Here is my version of the LIS chariot. All the improvements were inspired by various versions shown here in the forum.

Basically I customised the controls, added rails for the top dome, shelves for the side cabinets, a non slip floor, front lights (not working yet), a gun rack and various other bits and pieces. I find scratch building tends to slow me down so after a hiatus I just went and competed it without doing custom seat belts or accuratising the front scanner antenna...The curtains were paint shaded and I added curtain rods to most of them. Oh and I added grilling and details behind it.

The luggage is from the Tamiya Rally Mechanics set, as is the tool set.


----------



## Ace Airspeed (May 16, 2010)

That looks great! :thumbsup:

Did you use the Aztec Dummy masks for the windows?

The Chariot is definitely a fun build.


----------



## xsavoie (Jun 29, 1999)

Looks great.It would look even better on an alien planet diorama setting.:thumbsup:


----------



## Xenodyssey (Aug 27, 2008)

I masked the frames with masking tape, took me ages so I only masked the outside and did the paint orange first, then aluminium over that. It worked well enough but not as well as doing it properly.


----------



## miniature sun (May 1, 2005)

That's terrific...really great finish


----------



## Xenodyssey (Aug 27, 2008)

It's a case where the photo looks better than the model.
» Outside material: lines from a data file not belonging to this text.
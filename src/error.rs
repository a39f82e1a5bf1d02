//! Error types for the supervisor and the worker.

use std::time::Duration;

use thiserror::Error;

use crate::protocol::codec::CodecError;

/// Errors surfaced to the host application by the supervisor.
#[derive(Error, Debug)]
pub enum ServiceError {
    #[error("WebRTC worker is not running")]
    NotRunning,

    #[error("Failed to launch WebRTC worker: {0}")]
    Launch(String),

    #[error("WebRTC worker did not become ready within {0:?}")]
    StartupTimeout(Duration),

    #[error("WebRTC worker failed to start: {0}")]
    StartupFailed(String),

    #[error("Timed out after {timeout:?} waiting for {command} response")]
    CommandTimeout {
        command: &'static str,
        timeout: Duration,
    },

    #[error("{0}")]
    Worker(String),

    #[error("WebRTC service was stopped")]
    Stopped,

    #[error("WebRTC worker channel closed")]
    ChannelClosed,

    #[error("IO error: {0}")]
    Io(#[from] std::io::Error),

    #[error("Invalid frame from WebRTC worker: {0}")]
    Codec(#[from] CodecError),
}

/// Command-level failures inside the worker. The `Display` text is what the
/// supervisor receives in an `error` message.
#[derive(Error, Debug)]
pub enum WorkerError {
    #[error("Worker not initialized")]
    NotInitialized,

    #[error("TELNYX_API_KEY is not configured")]
    MissingApiKey,

    #[error("Call {0} not found")]
    CallNotFound(String),

    #[error(transparent)]
    Provider(#[from] ProviderError),
}

/// Failures talking to the telephony provider.
#[derive(Error, Debug)]
pub enum ProviderError {
    #[error("Telnyx API error: {status} {body}")]
    Http { status: u16, body: String },

    #[error("Telnyx request failed: {0}")]
    Request(#[from] reqwest::Error),

    #[error("Invalid Telnyx response: {0}")]
    Decode(#[from] serde_json::Error),
}

pub type Result<T> = std::result::Result<T, ServiceError>;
Somehow all the bumps, scraps and glue smears don't show much. I think taking the photo in the bright sunlight helped.

There were lots of scratches on the canopy, which is one reason why I took so long to finish it. I did use Pledge/Future on the doors and dome but the rest of the "glass" I left as is so it just looks like it's been through a few sandstorms on those desert planets the Robinsons keep crashing on.


----------



## Tim Nolan (Jul 9, 2008)

Very nice work! This is such a great kit! I sold mine last year, but I have two more to get started on. Way to go!


----------